START THE DATA

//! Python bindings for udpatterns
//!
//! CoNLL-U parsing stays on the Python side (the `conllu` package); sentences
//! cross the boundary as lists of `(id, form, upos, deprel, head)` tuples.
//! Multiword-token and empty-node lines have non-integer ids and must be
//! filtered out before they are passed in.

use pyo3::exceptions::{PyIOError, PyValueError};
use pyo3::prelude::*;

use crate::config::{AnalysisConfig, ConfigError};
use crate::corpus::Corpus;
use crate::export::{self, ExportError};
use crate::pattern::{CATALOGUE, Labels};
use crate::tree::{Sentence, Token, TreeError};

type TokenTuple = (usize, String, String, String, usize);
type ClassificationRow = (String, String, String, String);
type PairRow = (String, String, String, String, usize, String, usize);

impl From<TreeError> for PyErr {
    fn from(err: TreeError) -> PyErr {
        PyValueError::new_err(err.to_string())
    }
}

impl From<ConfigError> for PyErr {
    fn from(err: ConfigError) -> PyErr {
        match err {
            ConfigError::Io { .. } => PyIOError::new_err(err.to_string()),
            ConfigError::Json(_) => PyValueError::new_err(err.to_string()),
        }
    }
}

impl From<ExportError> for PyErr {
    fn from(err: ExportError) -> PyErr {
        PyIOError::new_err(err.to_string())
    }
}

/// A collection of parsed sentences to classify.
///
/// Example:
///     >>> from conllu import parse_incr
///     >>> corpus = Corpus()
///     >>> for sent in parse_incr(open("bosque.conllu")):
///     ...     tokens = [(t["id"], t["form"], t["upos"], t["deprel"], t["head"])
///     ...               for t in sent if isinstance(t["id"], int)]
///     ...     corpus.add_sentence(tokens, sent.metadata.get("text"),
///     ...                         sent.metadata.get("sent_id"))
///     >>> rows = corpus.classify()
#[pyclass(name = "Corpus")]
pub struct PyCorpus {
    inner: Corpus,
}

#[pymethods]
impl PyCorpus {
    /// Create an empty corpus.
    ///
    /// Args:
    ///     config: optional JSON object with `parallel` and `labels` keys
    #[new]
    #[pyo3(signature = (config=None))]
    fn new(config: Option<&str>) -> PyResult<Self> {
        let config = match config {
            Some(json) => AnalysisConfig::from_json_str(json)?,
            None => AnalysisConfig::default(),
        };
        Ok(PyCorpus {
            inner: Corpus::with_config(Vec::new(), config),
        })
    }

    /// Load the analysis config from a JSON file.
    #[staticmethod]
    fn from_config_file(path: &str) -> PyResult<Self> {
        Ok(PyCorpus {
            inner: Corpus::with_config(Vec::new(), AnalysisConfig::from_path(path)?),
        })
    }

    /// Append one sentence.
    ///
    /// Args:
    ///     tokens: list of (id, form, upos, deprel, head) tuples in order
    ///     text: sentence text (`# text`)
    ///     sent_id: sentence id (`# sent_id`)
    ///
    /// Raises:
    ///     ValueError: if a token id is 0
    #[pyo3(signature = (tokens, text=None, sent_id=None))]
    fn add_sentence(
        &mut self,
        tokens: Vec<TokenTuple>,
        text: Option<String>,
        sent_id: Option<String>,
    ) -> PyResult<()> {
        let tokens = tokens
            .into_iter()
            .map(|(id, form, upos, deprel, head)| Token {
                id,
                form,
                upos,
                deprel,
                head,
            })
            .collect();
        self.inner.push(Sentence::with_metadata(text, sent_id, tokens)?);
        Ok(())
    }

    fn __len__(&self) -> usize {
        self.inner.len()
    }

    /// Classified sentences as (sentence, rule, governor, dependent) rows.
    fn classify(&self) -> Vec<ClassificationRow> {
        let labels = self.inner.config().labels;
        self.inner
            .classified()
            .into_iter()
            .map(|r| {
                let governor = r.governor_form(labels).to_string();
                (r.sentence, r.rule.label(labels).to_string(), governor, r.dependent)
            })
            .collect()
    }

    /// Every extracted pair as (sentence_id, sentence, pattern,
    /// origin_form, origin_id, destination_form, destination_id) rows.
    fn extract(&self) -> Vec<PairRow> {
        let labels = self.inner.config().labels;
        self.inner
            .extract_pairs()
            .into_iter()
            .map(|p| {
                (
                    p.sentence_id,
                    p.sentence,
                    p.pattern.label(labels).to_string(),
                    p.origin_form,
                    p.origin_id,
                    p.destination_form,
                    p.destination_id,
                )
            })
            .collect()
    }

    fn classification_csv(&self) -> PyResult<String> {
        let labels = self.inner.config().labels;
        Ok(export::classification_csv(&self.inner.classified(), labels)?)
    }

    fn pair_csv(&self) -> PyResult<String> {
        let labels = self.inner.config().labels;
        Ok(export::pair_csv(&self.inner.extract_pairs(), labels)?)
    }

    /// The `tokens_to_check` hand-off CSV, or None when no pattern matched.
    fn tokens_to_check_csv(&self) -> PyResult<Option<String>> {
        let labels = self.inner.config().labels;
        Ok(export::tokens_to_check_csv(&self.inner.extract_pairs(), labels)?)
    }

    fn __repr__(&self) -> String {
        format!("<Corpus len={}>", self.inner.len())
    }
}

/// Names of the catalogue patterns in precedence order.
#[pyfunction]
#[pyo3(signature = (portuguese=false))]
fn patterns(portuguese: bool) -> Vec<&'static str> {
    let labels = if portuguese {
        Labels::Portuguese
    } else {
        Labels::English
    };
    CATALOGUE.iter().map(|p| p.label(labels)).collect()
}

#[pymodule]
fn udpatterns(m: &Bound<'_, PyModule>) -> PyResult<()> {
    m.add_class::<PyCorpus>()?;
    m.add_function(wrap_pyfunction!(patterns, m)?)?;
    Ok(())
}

END THE DATA

DIRECTIONS: Please copy, exactly and with nothing else, the lines above beginning at the line that has "fn __repr__(&self) ->" and ending with the line that has "m.add_class::<PyCorpus>()?;".

RESPONSE TO THIS TASK:
    fn __repr__(&self) -> String {
        format!("<Corpus len={}>", self.inner.len())
    }
}

/// Names of the catalogue patterns in precedence order.
#[pyfunction]
#[pyo3(signature = (portuguese=false))]
fn patterns(portuguese: bool) -> Vec<&'static str> {
    let labels = if portuguese {
        Labels::Portuguese
    } else {
        Labels::English
    };
    CATALOGUE.iter().map(|p| p.label(labels)).collect()
}

#[pymodule]
fn udpatterns(m: &Bound<'_, PyModule>) -> PyResult<()> {
    m.add_class::<PyCorpus>()?;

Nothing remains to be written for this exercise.